Source data =>
- - - - -

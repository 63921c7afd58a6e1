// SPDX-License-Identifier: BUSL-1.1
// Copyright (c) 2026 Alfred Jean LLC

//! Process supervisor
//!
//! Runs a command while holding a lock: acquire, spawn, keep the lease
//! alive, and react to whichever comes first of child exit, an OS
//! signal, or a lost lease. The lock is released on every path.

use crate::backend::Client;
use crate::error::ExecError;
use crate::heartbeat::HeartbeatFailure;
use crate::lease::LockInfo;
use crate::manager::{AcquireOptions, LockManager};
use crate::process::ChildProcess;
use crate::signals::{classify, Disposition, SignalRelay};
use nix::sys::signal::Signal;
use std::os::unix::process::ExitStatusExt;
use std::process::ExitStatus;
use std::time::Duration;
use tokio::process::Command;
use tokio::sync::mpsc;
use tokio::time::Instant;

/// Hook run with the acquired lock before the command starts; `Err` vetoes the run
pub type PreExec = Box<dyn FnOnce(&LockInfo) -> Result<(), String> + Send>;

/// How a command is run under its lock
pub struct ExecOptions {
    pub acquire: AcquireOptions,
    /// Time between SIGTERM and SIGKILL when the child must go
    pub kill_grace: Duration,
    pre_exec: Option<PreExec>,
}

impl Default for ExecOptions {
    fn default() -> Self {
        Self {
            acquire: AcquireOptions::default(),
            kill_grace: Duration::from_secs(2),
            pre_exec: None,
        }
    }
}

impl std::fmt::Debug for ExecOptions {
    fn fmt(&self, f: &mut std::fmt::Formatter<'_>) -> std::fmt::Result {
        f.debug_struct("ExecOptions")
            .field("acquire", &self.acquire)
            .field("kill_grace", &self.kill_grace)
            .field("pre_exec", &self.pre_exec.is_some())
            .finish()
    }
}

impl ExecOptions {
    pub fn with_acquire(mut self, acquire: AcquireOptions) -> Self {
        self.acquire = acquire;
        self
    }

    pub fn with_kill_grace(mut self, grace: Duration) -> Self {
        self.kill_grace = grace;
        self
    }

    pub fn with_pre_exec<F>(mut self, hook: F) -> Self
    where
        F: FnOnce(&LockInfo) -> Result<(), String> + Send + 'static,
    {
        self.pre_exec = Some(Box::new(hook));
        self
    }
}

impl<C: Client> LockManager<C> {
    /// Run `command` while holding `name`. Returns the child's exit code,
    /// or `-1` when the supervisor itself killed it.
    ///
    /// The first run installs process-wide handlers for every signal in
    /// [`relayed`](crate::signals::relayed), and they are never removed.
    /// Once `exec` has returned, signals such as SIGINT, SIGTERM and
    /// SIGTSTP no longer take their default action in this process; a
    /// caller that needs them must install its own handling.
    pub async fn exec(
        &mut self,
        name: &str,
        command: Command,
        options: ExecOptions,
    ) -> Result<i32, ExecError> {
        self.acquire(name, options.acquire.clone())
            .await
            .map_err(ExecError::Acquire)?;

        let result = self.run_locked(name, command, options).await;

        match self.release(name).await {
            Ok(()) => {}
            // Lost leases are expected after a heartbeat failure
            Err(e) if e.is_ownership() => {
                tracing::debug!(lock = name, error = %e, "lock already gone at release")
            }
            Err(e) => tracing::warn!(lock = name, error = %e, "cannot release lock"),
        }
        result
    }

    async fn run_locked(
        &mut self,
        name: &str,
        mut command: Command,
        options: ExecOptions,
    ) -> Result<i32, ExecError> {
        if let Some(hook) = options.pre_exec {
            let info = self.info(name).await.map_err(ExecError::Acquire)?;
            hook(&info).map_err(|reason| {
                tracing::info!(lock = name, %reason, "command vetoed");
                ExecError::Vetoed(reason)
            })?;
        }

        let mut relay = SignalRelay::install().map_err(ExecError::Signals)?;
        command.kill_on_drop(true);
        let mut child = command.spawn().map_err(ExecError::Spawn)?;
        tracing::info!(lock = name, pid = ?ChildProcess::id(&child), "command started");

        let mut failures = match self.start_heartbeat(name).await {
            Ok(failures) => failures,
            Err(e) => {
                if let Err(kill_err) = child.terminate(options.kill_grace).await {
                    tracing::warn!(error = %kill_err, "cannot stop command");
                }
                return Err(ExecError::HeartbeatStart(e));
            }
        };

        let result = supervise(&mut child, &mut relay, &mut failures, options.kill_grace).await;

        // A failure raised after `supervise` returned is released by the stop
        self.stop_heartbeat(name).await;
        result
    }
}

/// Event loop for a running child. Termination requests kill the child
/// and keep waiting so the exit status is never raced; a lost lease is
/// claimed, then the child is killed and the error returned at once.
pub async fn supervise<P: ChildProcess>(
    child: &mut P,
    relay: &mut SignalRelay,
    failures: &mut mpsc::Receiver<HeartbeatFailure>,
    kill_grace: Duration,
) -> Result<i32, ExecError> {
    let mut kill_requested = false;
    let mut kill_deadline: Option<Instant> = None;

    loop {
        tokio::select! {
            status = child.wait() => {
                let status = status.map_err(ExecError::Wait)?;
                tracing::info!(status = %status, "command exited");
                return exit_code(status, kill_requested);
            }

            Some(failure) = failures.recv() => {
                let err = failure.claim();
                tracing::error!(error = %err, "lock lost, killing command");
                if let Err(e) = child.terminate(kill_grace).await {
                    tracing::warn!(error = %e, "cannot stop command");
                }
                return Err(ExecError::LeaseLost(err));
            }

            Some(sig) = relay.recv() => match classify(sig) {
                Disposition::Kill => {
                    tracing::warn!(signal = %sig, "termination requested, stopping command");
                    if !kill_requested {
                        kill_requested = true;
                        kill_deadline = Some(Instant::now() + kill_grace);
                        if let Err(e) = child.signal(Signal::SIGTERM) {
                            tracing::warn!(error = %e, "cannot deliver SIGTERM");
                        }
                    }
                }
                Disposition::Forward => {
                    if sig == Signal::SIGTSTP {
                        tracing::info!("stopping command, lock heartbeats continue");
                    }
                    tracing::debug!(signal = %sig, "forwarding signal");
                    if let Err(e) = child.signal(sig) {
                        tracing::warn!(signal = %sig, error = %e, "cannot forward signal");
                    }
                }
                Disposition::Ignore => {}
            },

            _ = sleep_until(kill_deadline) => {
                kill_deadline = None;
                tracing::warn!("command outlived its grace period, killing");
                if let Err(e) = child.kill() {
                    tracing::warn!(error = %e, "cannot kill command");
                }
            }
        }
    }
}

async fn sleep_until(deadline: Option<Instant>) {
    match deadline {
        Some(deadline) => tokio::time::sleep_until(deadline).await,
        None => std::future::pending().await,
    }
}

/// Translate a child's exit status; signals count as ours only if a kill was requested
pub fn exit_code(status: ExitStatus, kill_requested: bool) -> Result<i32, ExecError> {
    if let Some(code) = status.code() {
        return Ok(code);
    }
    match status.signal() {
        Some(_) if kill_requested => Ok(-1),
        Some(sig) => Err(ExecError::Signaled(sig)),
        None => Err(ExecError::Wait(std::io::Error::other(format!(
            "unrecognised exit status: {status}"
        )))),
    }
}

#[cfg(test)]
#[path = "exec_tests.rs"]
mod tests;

- - - - -

Exercise aim => Provide every line from the material that contains the word "Send".

Solution to this exercise =>
pub type PreExec = Box<dyn FnOnce(&LockInfo) -> Result<(), String> + Send>;
        F: FnOnce(&LockInfo) -> Result<(), String> + Send + 'static,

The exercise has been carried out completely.